Speciation on Continents:
Pleistocene Changes in the Tropics

there were no glaciers at low elevations in the tropics -- but the climate
nevertheless changed dramatically during the Pleistocene
in tropical regions, dry periods coincided with glaciation in North
America (a cooler atmosphere resulted in less evaporation from tropical
oceans and hence less rainfall on nearby continents) -- lowland forests in
Amazon basin were restricted to areas with highest rainfall -- populations
of forest birds survived in these forest refuges -- during
interglacials, as rainfall increased, forests spread across the entire
Amazon basin -- populations that had differentiated while isolated came
into secondary contact
in the Neotropics (New World tropics), closely related species of
toucans provide one example (among many) of secondary contact
between populations that spread from forest refuges during dry periods --
sometimes populations hybridize where they meet, sometimes not (hybrids
indicate that they have not evolved reproductive isolation) -- sometimes
populations overlap where they meet, sometimes not (failure to overlap
indicates that they do not differ enough ecologically to coexist)
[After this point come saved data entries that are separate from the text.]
//! Transport abstraction a [`crate::managed_device::ManagedDevice`] drives,
//! and the `btleplug`-backed implementation used in production. Modeled on
//! the connect/discover/subscribe/notify sequence from `btleplug`'s own
//! notification example, wrapped so the lifecycle supervisor never talks
//! to `btleplug` types directly.

use std::sync::Arc;
use std::time::Duration;

use async_trait::async_trait;
use btleplug::api::{Central, Manager as _, Peripheral as _, ScanFilter};
use btleplug::platform::{Adapter, Manager, Peripheral};
use futures_util::StreamExt;
use pyde1_core::error::DeviceError;
use pyde1_core::message::MachineState;
use tokio::sync::Notify;
use tracing::{debug, warn};

/// Role-specific command a [`Transport`] may be asked to carry out, a seam
/// atop the raw connect/initialise surface. Encoding into the DE1's actual MMR
/// writes is peripheral-specific and left to each concrete `Transport`.
#[derive(Debug, Clone, Copy, PartialEq)]
pub enum DeviceCommand {
    RequestState(MachineState),
    TareScale,
}

/// What a [`ManagedDevice`](crate::managed_device::ManagedDevice) needs
/// from its underlying physical connection. Implemented once for real
/// hardware via `btleplug`; fakeable in tests.
#[async_trait]
pub trait Transport: Send + Sync {
    async fn connect(&self, address: &str) -> Result<(), DeviceError>;
    async fn disconnect(&self) -> Result<(), DeviceError>;
    /// Post-connect initialisation (characteristic discovery, subscribe to
    /// notify characteristics, read startup registers). Completion flips
    /// the device's `Ready` refinement.
    async fn initialize(&self) -> Result<(), DeviceError>;
    /// The advertised name last seen for this peripheral, used to resolve
    /// class specialisation.
    fn advertised_name(&self) -> Option<String>;
    /// Resolves when the transport observes a disconnect it did not
    /// initiate itself via [`Transport::disconnect`].
    async fn wait_unexpected_disconnect(&self);
    /// Issues a role-specific command. The default rejects every command;
    /// a role's concrete transport overrides this for the commands it
    /// actually understands.
    async fn send_command(&self, command: DeviceCommand) -> Result<(), DeviceError> {
        let _ = command;
        Err(DeviceError::UnsupportedFeature(
            "this transport does not implement send_command".to_string(),
        ))
    }
}

/// A `btleplug`-backed [`Transport`] bound to one role's address.
pub struct BtleplugTransport {
    adapter: Adapter,
    peripheral: tokio::sync::RwLock<Option<Peripheral>>,
    advertised_name: tokio::sync::RwLock<Option<String>>,
    disconnect_notify: Arc<Notify>,
    willful: std::sync::atomic::AtomicBool,
}

impl BtleplugTransport {
    pub async fn new() -> Result<Self, DeviceError> {
        let manager = Manager::new()
            .await
            .map_err(|e| DeviceError::TransportError("adapter".to_string(), e.to_string()))?;
        let adapters = manager
            .adapters()
            .await
            .map_err(|e| DeviceError::TransportError("adapter".to_string(), e.to_string()))?;
        let adapter = adapters
            .into_iter()
            .next()
            .ok_or_else(|| DeviceError::TransportError("adapter".to_string(), "no Bluetooth adapter present".to_string()))?;
        Ok(BtleplugTransport {
            adapter,
            peripheral: tokio::sync::RwLock::new(None),
            advertised_name: tokio::sync::RwLock::new(None),
            disconnect_notify: Arc::new(Notify::new()),
            willful: std::sync::atomic::AtomicBool::new(false),
        })
    }

    pub async fn start_scan(&self) -> Result<(), DeviceError> {
        self.adapter
            .start_scan(ScanFilter::default())
            .await
            .map_err(|e| DeviceError::TransportError("scan".to_string(), e.to_string()))
    }

    async fn find_by_address(&self, address: &str) -> Result<Peripheral, DeviceError> {
        for peripheral in self
            .adapter
            .peripherals()
            .await
            .map_err(|e| DeviceError::TransportError("scan".to_string(), e.to_string()))?
        {
            if let Ok(Some(props)) = peripheral.properties().await {
                if props.address.to_string() == address {
                    if let Some(name) = &props.local_name {
                        *self.advertised_name.write().await = Some(name.clone());
                    }
                    return Ok(peripheral);
                }
            }
        }
        Err(DeviceError::DeviceNotConnected(address.to_string()))
    }
}

#[async_trait]
impl Transport for BtleplugTransport {
    async fn connect(&self, address: &str) -> Result<(), DeviceError> {
        let peripheral = self.find_by_address(address).await?;
        peripheral
            .connect()
            .await
            .map_err(|e| DeviceError::TransportError(address.to_string(), e.to_string()))?;
        *self.peripheral.write().await = Some(peripheral);
        Ok(())
    }

    async fn disconnect(&self) -> Result<(), DeviceError> {
        self.willful.store(true, std::sync::atomic::Ordering::Release);
        if let Some(peripheral) = self.peripheral.write().await.take() {
            peripheral
                .disconnect()
                .await
                .map_err(|e| DeviceError::TransportError("disconnect".to_string(), e.to_string()))?;
        }
        Ok(())
    }

    async fn initialize(&self) -> Result<(), DeviceError> {
        let guard = self.peripheral.read().await;
        let Some(peripheral) = guard.as_ref() else {
            return Err(DeviceError::DeviceNotConnected("unbound".to_string()));
        };
        peripheral
            .discover_services()
            .await
            .map_err(|e| DeviceError::TransportError("discover_services".to_string(), e.to_string()))?;
        for characteristic in peripheral.characteristics() {
            if characteristic
                .properties
                .contains(btleplug::api::CharPropFlags::NOTIFY)
            {
                if let Err(e) = peripheral.subscribe(&characteristic).await {
                    warn!(error = %e, uuid = %characteristic.uuid, "could not subscribe to notify characteristic");
                }
            }
        }
        let notify = self.disconnect_notify.clone();
        let mut events = peripheral
            .notifications()
            .await
            .map_err(|e| DeviceError::TransportError("notifications".to_string(), e.to_string()))?;
        tokio::spawn(async move {
            while events.next().await.is_some() {
                debug!("characteristic notification received");
            }
            notify.notify_waiters();
        });
        Ok(())
    }

    fn advertised_name(&self) -> Option<String> {
        self.advertised_name.try_read().ok().and_then(|g| g.clone())
    }

    async fn wait_unexpected_disconnect(&self) {
        loop {
            self.disconnect_notify.notified().await;
            if !self.willful.swap(false, std::sync::atomic::Ordering::AcqRel) {
                return;
            }
        }
    }
}

pub const CONNECT_TIMEOUT: Duration = Duration::from_secs(10);
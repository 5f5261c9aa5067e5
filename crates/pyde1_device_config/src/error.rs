use displaydoc::Display;
use thiserror::Error;

/// Errors raised while parsing or compiling a profile upload.
#[derive(Debug, Error, Display, Clone, PartialEq, Eq)]
pub enum ProfileError {
    /// source bytes are not a recognised profile format: {0}
    UnrecognisedFormat(String),
    /// step {0}: {1}
    InvalidStep(usize, String),
    /// no profile has ever been uploaded
    NoProfileUploaded,
    /// profile {0} was not found
    NotFound(String),
}
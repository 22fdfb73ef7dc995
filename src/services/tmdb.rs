//! TMDB API client.

use crate::models::config::TmdbConfig;
use crate::services::catalog::Catalog;
use crate::{Error, Result};
use serde::Deserialize;

/// TMDB API client.
pub struct TmdbClient {
    /// API key or Bearer token (JWT)
    api_key: String,
    base_url: String,
    /// Whether to use Bearer token authentication (API v4 style)
    use_bearer: bool,
    client: reqwest::blocking::Client,
}

/// Search result page for shows or movies.
#[derive(Debug, Deserialize)]
pub struct SearchResult {
    pub total_results: u64,
    #[serde(default)]
    pub results: Vec<SearchItem>,
}

/// Search item; only the id matters here.
#[derive(Debug, Deserialize)]
pub struct SearchItem {
    pub id: u64,
}

impl TmdbClient {
    /// Create a new TMDB client.
    pub fn new(api_key: impl Into<String>, base_url: impl Into<String>) -> Self {
        let api_key = api_key.into();
        // Bearer tokens start with "eyJ" (base64 encoded JWT header)
        let use_bearer = api_key.starts_with("eyJ");

        Self {
            api_key,
            base_url: base_url.into().trim_end_matches('/').to_string(),
            use_bearer,
            client: reqwest::blocking::Client::new(),
        }
    }

    /// Create a client from the `[tmdb]` config section.
    pub fn from_config(config: &TmdbConfig) -> Result<Self> {
        let api_key = config.api_key.clone().ok_or(Error::ApiKeyMissing)?;
        Ok(Self::new(api_key, config.base_url.clone()))
    }

    /// Build a GET request with proper authentication.
    fn build_request(&self, url: &str) -> reqwest::blocking::RequestBuilder {
        let request = self.client.get(url).header("Accept", "application/json");
        if self.use_bearer {
            request.header("Authorization", format!("Bearer {}", self.api_key))
        } else {
            request
        }
    }

    /// Build URL with optional api_key parameter (only for v3 style).
    fn build_url(&self, path: &str, query: Option<&str>) -> String {
        let mut params = Vec::new();
        if !self.use_bearer {
            params.push(format!("api_key={}", urlencoding::encode(&self.api_key)));
        }
        if let Some(query) = query {
            params.push(format!("query={}", urlencoding::encode(query)));
        }

        if params.is_empty() {
            format!("{}/{}", self.base_url, path)
        } else {
            format!("{}/{}?{}", self.base_url, path, params.join("&"))
        }
    }

    /// Verify API key is valid. A rejected key is `false`, transport
    /// failures propagate.
    pub fn verify_api_key(&self) -> Result<bool> {
        let url = self.build_url("authentication", None);
        let resp = self.build_request(&url).send()?;
        Ok(resp.status().is_success())
    }

    /// Run a search and resolve it to a single id.
    fn search_id(&self, kind: &str, name: &str) -> Result<u64> {
        let query = fix_name(name);
        let url = self.build_url(&format!("search/{}", kind), Some(&query));
        tracing::debug!("Searching TMDB {} for '{}'", kind, query);

        let body = self.build_request(&url).send()?.error_for_status()?.text()?;
        resolve_single_id(&query, parse_search(&body)?)
    }

    /// Whether a GET on `path` succeeds. Error statuses are `false`,
    /// transport failures propagate.
    fn resource_exists(&self, path: &str) -> Result<bool> {
        let url = self.build_url(path, None);
        let resp = self.build_request(&url).send()?;
        tracing::debug!("TMDB {} -> {}", path, resp.status());
        Ok(resp.status().is_success())
    }
}

impl Catalog for TmdbClient {
    fn get_show_id(&self, name: &str) -> Result<u64> {
        self.search_id("tv", name)
    }

    fn validate_show(&self, name: &str) -> Result<bool> {
        not_found_as_false(self.get_show_id(name))
    }

    fn validate_show_season(&self, name: &str, season: &str) -> Result<bool> {
        let show_id = self.get_show_id(name)?;
        let Some(season) = parse_number(season) else {
            return Ok(false);
        };
        self.resource_exists(&format!("tv/{}/season/{}", show_id, season))
    }

    fn validate_show_episode(&self, name: &str, season: &str, episode: &str) -> Result<bool> {
        let show_id = self.get_show_id(name)?;
        let (Some(season), Some(episode)) = (parse_number(season), parse_number(episode)) else {
            return Ok(false);
        };
        self.resource_exists(&format!(
            "tv/{}/season/{}/episode/{}",
            show_id, season, episode
        ))
    }

    fn get_movie_id(&self, name: &str) -> Result<u64> {
        self.search_id("movie", name)
    }

    fn validate_movie(&self, name: &str) -> Result<bool> {
        not_found_as_false(self.get_movie_id(name))
    }
}

/// Release names use dots as word separators; the search wants spaces.
pub fn fix_name(name: &str) -> String {
    name.replace('.', " ")
}

/// Decode a search response body.
pub fn parse_search(body: &str) -> Result<SearchResult> {
    Ok(serde_json::from_str(body)?)
}

/// Exactly one result yields its id; none is `NotFound`, several `Ambiguous`.
pub fn resolve_single_id(query: &str, resp: SearchResult) -> Result<u64> {
    match resp.total_results {
        0 => Err(Error::NotFound(query.to_string())),
        1 => resp
            .results
            .first()
            .map(|item| item.id)
            .ok_or_else(|| Error::NotFound(query.to_string())),
        count => Err(Error::Ambiguous {
            query: query.to_string(),
            count,
        }),
    }
}

fn not_found_as_false(lookup: Result<u64>) -> Result<bool> {
    match lookup {
        Ok(_) => Ok(true),
        Err(Error::NotFound(_)) => Ok(false),
        Err(e) => Err(e),
    }
}

fn parse_number(value: &str) -> Option<u16> {
    value.trim().parse().ok()
}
so in tropical regions, just as in temperate regions, changing climatic
conditions have produced shifting connections between "islands" of habitat
and thus opportunities for allopatric speciation

molecular differences between populations of birds in the tropics are even
greater than those in North America -- so there is an even greater
discrepancy between the molecular-clock hypothesis and the
Pleistocene-refuge hypothesis in the tropics than in the temperate zone!
once again, there's always more to learn!